By the time we are mothers, we've each lived long enough to have things in our past that are best left in the past. For the most part, the ugly in my past stays there and doesn't poke its nose into my daily business. But every now and then something happens that causes me to unpack the memories and take a look at them. The other night was one of those times. I'm not sure what exactly brought it on, but I started thinking about the events that transpired before I was married, while I was in college, when I left a church sometimes described as a cult. That night, while the rest of the house was asleep, I wrote this:
I am as guilty as sin as the saying goes. Guilty of sin. Despicable sin. Sin so ugly it would make your ears bleed if I told you the truth of it. Sin that nailed my Savior to the cross. While I was still a sinner, He sought me out. He died for me, knowing that it would only be through the blood He shed that I would find hope. Now my hope has been made complete because after Jesus died to pay the debt for my sins, He rose from the dead proving that death has no hold over Him. And if death has no hold over Him, then it has no hold over me, for He is our propitiation!

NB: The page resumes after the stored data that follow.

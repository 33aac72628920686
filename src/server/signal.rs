// Signal handling module
//
// Supported signals:
// - SIGTERM: Graceful shutdown
// - SIGINT:  Graceful shutdown (Ctrl+C)

use std::sync::atomic::{AtomicBool, Ordering};
use std::sync::Arc;
use tokio::sync::Notify;

use crate::logger;

/// Signal handler state
pub struct SignalHandler {
    /// Shutdown signal (SIGTERM, SIGINT)
    pub shutdown: Arc<Notify>,
    /// Whether shutdown has been requested
    pub shutdown_requested: Arc<AtomicBool>,
}

impl SignalHandler {
    pub fn new() -> Self {
        Self {
            shutdown: Arc::new(Notify::new()),
            shutdown_requested: Arc::new(AtomicBool::new(false)),
        }
    }

    /// Mark shutdown as requested and wake the server loop
    pub fn trigger_shutdown(&self, source: &str) {
        logger::log_config(&format!("{source} received, initiating graceful shutdown"));
        self.shutdown_requested.store(true, Ordering::SeqCst);
        // notify_one stores a permit if the loop is not waiting yet
        self.shutdown.notify_one();
    }
}

impl Default for SignalHandler {
    fn default() -> Self {
        Self::new()
    }
}

/// Start signal handlers (Unix only)
///
/// Spawns a background task that listens for SIGTERM and SIGINT.
#[cfg(unix)]
pub fn start_signal_handler(handler: Arc<SignalHandler>) -> std::io::Result<()> {
    use tokio::signal::unix::{signal, SignalKind};

    let mut sigterm = signal(SignalKind::terminate())?;
    let mut sigint = signal(SignalKind::interrupt())?;

    tokio::spawn(async move {
        tokio::select! {
            _ = sigterm.recv() => handler.trigger_shutdown("SIGTERM"),
            _ = sigint.recv() => handler.trigger_shutdown("SIGINT"),
        }
    });
    Ok(())
}

/// Non-Unix fallback - only handles Ctrl+C
#[cfg(not(unix))]
pub fn start_signal_handler(handler: Arc<SignalHandler>) -> std::io::Result<()> {
    tokio::spawn(async move {
        if let Ok(()) = tokio::signal::ctrl_c().await {
            handler.trigger_shutdown("Ctrl+C");
        }
    });
    Ok(())
}

#[cfg(test)]
mod tests {
    use super::*;
    use std::time::Duration;

    #[tokio::test]
    async fn test_trigger_before_wait_is_not_lost() {
        let handler = SignalHandler::new();
        handler.trigger_shutdown("test");
        assert!(handler.shutdown_requested.load(Ordering::SeqCst));
        tokio::time::timeout(Duration::from_secs(1), handler.shutdown.notified())
            .await
            .expect("permit stored");
    }
}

It's a night of deep thoughts and even deeper feelings. A night to reflect on what has been and marvel at the fingerprints of God all along the way. It's a night to fall on my face before God and adore Him for His lovingkindness, to stand in awe of His holiness, that a sinner such as I could even dream of approaching His throne, and yet He welcomes me! He draws me in and takes a personal interest in my story.
Thank you, Lord, for letting me take away the good from my experience in the past. Thank you for building, rather for re-building, my trust in the assembly of the saints. Thank you for broadening my understanding of the world, of people from all walks of life, and for giving me your heart of love for them, that though they are lost and deceived, there is always hope for redemption. That You do heal the brokenhearted and proclaim release for the captive. You, Oh God, are truly the Almighty!